Work order: Every line of the following records that includes "universe" should be copied.

Input data:
------
/// Print the finite, init and period phases as one imperative program.
pub fn emit_text(program: &PolyProgram, sched: &Scheduled) -> Result<String, EmitError> {
    let mut buffer_names = Vec::new();
    let mut taken: HashMap<String, usize> = HashMap::new();
    for array in &program.arrays {
        let base = format!("buf_{}", array.name);
        let n = taken.entry(base.clone()).or_insert(0);
        let name = if *n == 0 { base.clone() } else { format!("{}_{}", base, n) };
        *n += 1;
        buffer_names.push(name);
    }
    let mut e = Emitter {
        program,
        sched,
        buffer_names,
        periodic: false,
        out: String::new(),
        indent: 0,
    };
    e.preamble();
    let universe = Set::universe(set::Context::anonymous(0));

    e.phase("finite", &sched.finite_schedule, &universe)?;
    e.phase("init", &sched.init_schedule, &universe)?;
    e.periodic = true;
    e.phase("period", &sched.period_schedule, &universe)?;
    Ok(e.out)
}
#[cfg(test)]
mod tests {
    use super::*;
    use crate::compiler::lexer::Lexer;
    use crate::compiler::parser::Parser;
    use crate::compiler::resolve;

    fn checked(src: &str) -> Model {
        let tokens = Lexer::new(src).tokenize().unwrap();
        let module = Parser::new(tokens).parse_module().unwrap();
        let mut model = resolve::resolve(&module).unwrap();
        process(&mut model).unwrap();
        model
    }

    fn check_err(src: &str) -> TypeError {
        let tokens = Lexer::new(src).tokenize().unwrap();
        let module = Parser::new(tokens).parse_module().unwrap();
        let mut model = resolve::resolve(&module).unwrap();
        process(&mut model).unwrap_err()
    }

    #[test]
    fn test_finite_array_shape() {
        let m = checked("grid = [i:10, j:4: i * j];");
        let grid = m.lookup("grid").unwrap();
        assert_eq!(
            m.id(grid).ty,
            Type::Array {
                size: vec![Extent::Finite(10), Extent::Finite(4)],
                elem: PrimKind::Integer
            }
        );
    }

    #[test]
    fn test_recursive_array_two_passes() {
        let m = checked("fib = [n:~: { n == 0: 0; n == 1: 1; fib[n-1] + fib[n-2] }];");
        let fib = m.lookup("fib").unwrap();
        assert!(m.id(fib).is_recursive);
        assert_eq!(
            m.id(fib).ty,
            Type::Array {
                size: vec![Extent::Infinite],
                elem: PrimKind::Integer
            }
        );
    }

    #[test]
    fn test_self_feeding_array_is_ambiguous() {
        let err = check_err("x = [n:~: x[n-1]];");
        assert!(matches!(err, TypeError::AmbiguousResult { .. }));
    }

    #[test]
    fn test_boolean_plus_int_fails() {
        let err = check_err("y = true + 1;");
        assert!(matches!(err, TypeError::InvalidArgumentTypes { .. }));
    }

    #[test]
    fn test_incompatible_cases() {
        let err = check_err("y = [n:4: { n == 0: true; 1.5 }];");
        assert!(matches!(err, TypeError::IncompatibleCases { .. }));
    }

    #[test]
    fn test_real_join() {
        let m = checked("y = [t:8: 1 + 2.5];");
        let y = m.lookup("y").unwrap();
        assert_eq!(m.id(y).ty.elem_kind(), PrimKind::Real);
    }

    #[test]
    fn test_concat_shape() {
        let m = checked("a = [i:3: i]; b = [i:~: i]; c = a ++ b;");
        let c = m.lookup("c").unwrap();
        assert_eq!(
            m.id(c).ty,
            Type::Array {
                size: vec![Extent::Infinite],
                elem: PrimKind::Integer
            }
        );
    }

    #[test]
    fn test_size_query_folds_to_constant() {
        let m = checked("a = [i:3: i]; n = #a;");
        let n = m.lookup("n").unwrap();
        assert_eq!(m.id(n).ty.elem_kind(), PrimKind::Integer);
        assert!(matches!(m.id(n).expr.kind, ExprKind::IntConst(3)));
    }

    #[test]
    fn test_enumerated_var_extent() {
        let m = checked("grid = [i:10, j: i..i+3 : i*j];");
        let grid = m.lookup("grid").unwrap();
        assert_eq!(
            m.id(grid).ty.shape(),
            &[Extent::Finite(10), Extent::Finite(4)]
        );
    }

    #[test]
    fn test_function_call_typing() {
        let m = {
            let tokens = Lexer::new("f(x) = [t:8: x[t] + 1]; g = f(1);")
                .tokenize()
                .unwrap();
            let module = Parser::new(tokens).parse_module().unwrap();
            resolve::resolve(&module).unwrap()
        };
        // `f(1)` indexes a scalar, which is invalid.
        let mut model = m;
        assert!(process(&mut model).is_err());
    }
}
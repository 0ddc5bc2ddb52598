use rill_core::location::CodeRange;
use serde::{Deserialize, Serialize};
use std::fmt;

/// Token types for the Rill language.
#[derive(Debug, Clone, PartialEq, Serialize, Deserialize)]
pub enum TokenKind {
    // Literals
    IntLit(i64),
    RealLit(f64),
    /// Imaginary literal: `1.5i`
    ImagLit(f64),
    BoolLit(bool),
    /// `~`, the infinite extent
    Infinity,

    Ident(String),

    // Operators
    Plus,
    Minus,
    Star,
    Slash,
    Percent,
    Caret,
    EqEq,
    BangEq,
    Lt,
    LtEq,
    Gt,
    GtEq,
    AndAnd,
    OrOr,
    Bang,
    /// `++` array concatenation
    PlusPlus,
    /// `..` enumeration range
    DotDot,
    /// `#` array size query
    Hash,
    /// `@` size dimension selector
    At,

    // Punctuation
    Assign,
    Colon,
    Semicolon,
    Comma,
    LParen,
    RParen,
    LBracket,
    RBracket,
    LBrace,
    RBrace,

    Eof,
}

impl fmt::Display for TokenKind {
    fn fmt(&self, f: &mut fmt::Formatter<'_>) -> fmt::Result {
        match self {
            TokenKind::IntLit(v) => write!(f, "int({})", v),
            TokenKind::RealLit(v) => write!(f, "real({})", v),
            TokenKind::ImagLit(v) => write!(f, "imag({})", v),
            TokenKind::BoolLit(v) => write!(f, "bool({})", v),
            TokenKind::Infinity => write!(f, "~"),
            TokenKind::Ident(s) => write!(f, "ident({})", s),
            TokenKind::Plus => write!(f, "+"),
            TokenKind::Minus => write!(f, "-"),
            TokenKind::Star => write!(f, "*"),
            TokenKind::Slash => write!(f, "/"),
            TokenKind::Percent => write!(f, "%"),
            TokenKind::Caret => write!(f, "^"),
            TokenKind::EqEq => write!(f, "=="),
            TokenKind::BangEq => write!(f, "!="),
            TokenKind::Lt => write!(f, "<"),
            TokenKind::LtEq => write!(f, "<="),
            TokenKind::Gt => write!(f, ">"),
            TokenKind::GtEq => write!(f, ">="),
            TokenKind::AndAnd => write!(f, "&&"),
            TokenKind::OrOr => write!(f, "||"),
            TokenKind::Bang => write!(f, "!"),
            TokenKind::PlusPlus => write!(f, "++"),
            TokenKind::DotDot => write!(f, ".."),
            TokenKind::Hash => write!(f, "#"),
            TokenKind::At => write!(f, "@"),
            TokenKind::Assign => write!(f, "="),
            TokenKind::Colon => write!(f, ":"),
            TokenKind::Semicolon => write!(f, ";"),
            TokenKind::Comma => write!(f, ","),
            TokenKind::LParen => write!(f, "("),
            TokenKind::RParen => write!(f, ")"),
            TokenKind::LBracket => write!(f, "["),
            TokenKind::RBracket => write!(f, "]"),
            TokenKind::LBrace => write!(f, "{{"),
            TokenKind::RBrace => write!(f, "}}"),
            TokenKind::Eof => write!(f, "<eof>"),
        }
    }
}

#[derive(Debug, Clone, PartialEq, Serialize, Deserialize)]
pub struct Token {
    pub kind: TokenKind,
    pub range: CodeRange,
}

impl Token {
    pub fn new(kind: TokenKind, range: CodeRange) -> Self {
        Self { kind, range }
    }
}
------
Output for this exercise:
    let universe = Set::universe(set::Context::anonymous(0));
    e.phase("finite", &sched.finite_schedule, &universe)?;
    e.phase("init", &sched.init_schedule, &universe)?;
    e.phase("period", &sched.period_schedule, &universe)?;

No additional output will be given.